If a chunk migration interleaves with a transaction (for instance, if a transaction starts while a chunk migration is already in progress and the migration completes before the transaction takes a lock on the collection), the transaction errors during the commit and aborts.

Depending on how the two operations interleave, some sample errors include (the error messages have been abbreviated):

  • an error from cluster data placement change ... migration commit in progress for <namespace>
  • Cannot find shardId the chunk belonged to at cluster time ...

Outside Reads During Commit

During the commit for a transaction, outside read operations may try to read the same documents that will be modified by the transaction. If the transaction writes to multiple shards, then during the commit attempt across the shards

  • Outside reads that use read concern snapshot or "linearizable", or are part of causally consistent sessions (i.e. include afterClusterTime) wait for all writes of a transaction to be visible.
  • Outside reads using other read concerns do not wait for all writes of a transaction to be visible but instead read the before-transaction version of the documents available.

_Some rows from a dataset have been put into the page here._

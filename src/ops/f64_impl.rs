use crate::ops::native::{self, NativeAtan2, NativeFma, NativeHypot, NativePow, NativeUnary};
use crate::ops::*;
use crate::round::RoundDirection;

impl FloatBound for f64 {
    const PRECISION: u32 = 53;

    fn zero() -> Self {
        0.0
    }
    fn one() -> Self {
        1.0
    }
    fn neg_one() -> Self {
        -1.0
    }
    fn infinity() -> Self {
        f64::INFINITY
    }
    fn neg_infinity() -> Self {
        f64::NEG_INFINITY
    }
    fn nan() -> Self {
        f64::NAN
    }

    fn is_nan(self) -> bool {
        f64::is_nan(self)
    }
    fn is_infinite(self) -> bool {
        f64::is_infinite(self)
    }
    fn is_finite(self) -> bool {
        f64::is_finite(self)
    }
    fn is_zero(self) -> bool {
        self == 0.0
    }
    fn is_sign_negative(self) -> bool {
        f64::is_sign_negative(self)
    }

    fn abs(self) -> Self {
        f64::abs(self)
    }
    fn neg(self) -> Self {
        -self
    }

    fn min_raw(self, other: Self) -> Self {
        f64::min(self, other)
    }
    fn max_raw(self, other: Self) -> Self {
        f64::max(self, other)
    }

    fn to_f64_lossy(self) -> f64 {
        self
    }
    fn from_f64_lossy(x: f64) -> Self {
        x
    }

    fn next_up(self) -> Self {
        f64::next_up(self)
    }
    fn next_down(self) -> Self {
        f64::next_down(self)
    }
}

impl NativeUnary for f64 {
    fn native_sqrt(self) -> Self {
        self.sqrt()
    }
    fn native_cbrt(self) -> Self {
        self.cbrt()
    }
    fn native_exp(self) -> Self {
        self.exp()
    }
    fn native_exp2(self) -> Self {
        self.exp2()
    }
    fn native_exp10(self) -> Self {
        10f64.powf(self)
    }
    fn native_expm1(self) -> Self {
        self.exp_m1()
    }
    fn native_log(self) -> Self {
        self.ln()
    }
    fn native_log2(self) -> Self {
        self.log2()
    }
    fn native_log10(self) -> Self {
        self.log10()
    }
    fn native_log1p(self) -> Self {
        self.ln_1p()
    }
    fn native_sin(self) -> Self {
        self.sin()
    }
    fn native_cos(self) -> Self {
        self.cos()
    }
    fn native_tan(self) -> Self {
        self.tan()
    }
    fn native_asin(self) -> Self {
        self.asin()
    }
    fn native_acos(self) -> Self {
        self.acos()
    }
    fn native_atan(self) -> Self {
        self.atan()
    }
    fn native_sinh(self) -> Self {
        self.sinh()
    }
    fn native_cosh(self) -> Self {
        self.cosh()
    }
    fn native_tanh(self) -> Self {
        self.tanh()
    }
    fn native_asinh(self) -> Self {
        self.asinh()
    }
    fn native_acosh(self) -> Self {
        self.acosh()
    }
    fn native_atanh(self) -> Self {
        self.atanh()
    }
}

impl NativeFma for f64 {
    fn native_mul_add(self, b: Self, c: Self) -> Self {
        f64::mul_add(self, b, c)
    }
}

impl NativeAtan2 for f64 {
    fn native_atan2(self, x: Self) -> Self {
        f64::atan2(self, x)
    }
}

impl NativeHypot for f64 {
    fn native_hypot(self, y: Self) -> Self {
        f64::hypot(self, y)
    }
}

impl NativePow for f64 {
    fn native_powf(self, y: Self) -> Self {
        f64::powf(self, y)
    }
}

macro_rules! impl_rounded_1ary {
    ($trait:ident, $method:ident) => {
        impl $trait for f64 {
            fn $method(self, dir: RoundDirection, policy: RoundingPolicy) -> Self {
                match policy {
                    RoundingPolicy::Correct => crate::ops::correct::$method(self, dir),
                    RoundingPolicy::None => native::$method(self, dir),
                }
            }
        }
    };
}

impl_rounded_1ary!(RoundedSqrt, sqrt);
impl_rounded_1ary!(RoundedCbrt, cbrt);
impl_rounded_1ary!(RoundedInv, inv);
impl_rounded_1ary!(RoundedExp, exp);
impl_rounded_1ary!(RoundedExp2, exp2);
impl_rounded_1ary!(RoundedExp10, exp10);
impl_rounded_1ary!(RoundedExpm1, expm1);
impl_rounded_1ary!(RoundedLog, log);
impl_rounded_1ary!(RoundedLog2, log2);
impl_rounded_1ary!(RoundedLog10, log10);
impl_rounded_1ary!(RoundedLog1p, log1p);
impl_rounded_1ary!(RoundedSin, sin);
impl_rounded_1ary!(RoundedCos, cos);
impl_rounded_1ary!(RoundedTan, tan);
impl_rounded_1ary!(RoundedAsin, asin);
impl_rounded_1ary!(RoundedAcos, acos);
impl_rounded_1ary!(RoundedAtan, atan);
impl_rounded_1ary!(RoundedSinh, sinh);
impl_rounded_1ary!(RoundedCosh, cosh);
impl_rounded_1ary!(RoundedTanh, tanh);
impl_rounded_1ary!(RoundedAsinh, asinh);
impl_rounded_1ary!(RoundedAcosh, acosh);
impl_rounded_1ary!(RoundedAtanh, atanh);

macro_rules! impl_rounded_2ary {
    ($trait:ident, $method:ident) => {
        impl $trait for f64 {
            fn $method(self, other: Self, dir: RoundDirection, policy: RoundingPolicy) -> Self {
                match policy {
                    RoundingPolicy::Correct => crate::ops::correct::$method(self, other, dir),
                    RoundingPolicy::None => native::$method(self, other, dir),
                }
            }
        }
    };
}

impl_rounded_2ary!(RoundedAdd, radd);
impl_rounded_2ary!(RoundedSub, rsub);
impl_rounded_2ary!(RoundedMul, rmul);
impl_rounded_2ary!(RoundedDiv, rdiv);
impl_rounded_2ary!(RoundedPow, rpow);
impl_rounded_2ary!(RoundedAtan2, atan2);
impl_rounded_2ary!(RoundedHypot, hypot);

impl RoundedFma for f64 {
    fn rfma(self, b: Self, c: Self, dir: RoundDirection, policy: RoundingPolicy) -> Self {
        match policy {
            RoundingPolicy::Correct => crate::ops::correct::rfma(self, b, c, dir),
            RoundingPolicy::None => native::rfma(self, b, c, dir),
        }
    }
}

Interaction with Replicated Index Builds

For replicated index builds on a collection (as opposed to a rolling index build), once an index build issued against the primary replica set member completes, the secondary members apply the associated oplog entry and start the index build. While building the index, the secondary waits to apply any later oplog entries, including a distributed transaction that commits during the build. If replication stalls for longer than the oplog window, the secondary falls out of sync and requires resynchronization to recover.

To minimize potential interactions between sharded transactions and indexes, consider one of the following strategies for building indexes on sharded clusters:

  • Build indexes during a maintenance window in which applications cease issuing distributed transactions against the collections being indexed.
  • Build indexes using a rolling index build procedure as described in Build Indexes on Sharded Clusters.
  • Increase the oplog size on each replica set member to mitigate the likelihood of falling out of sync due to replicated index builds.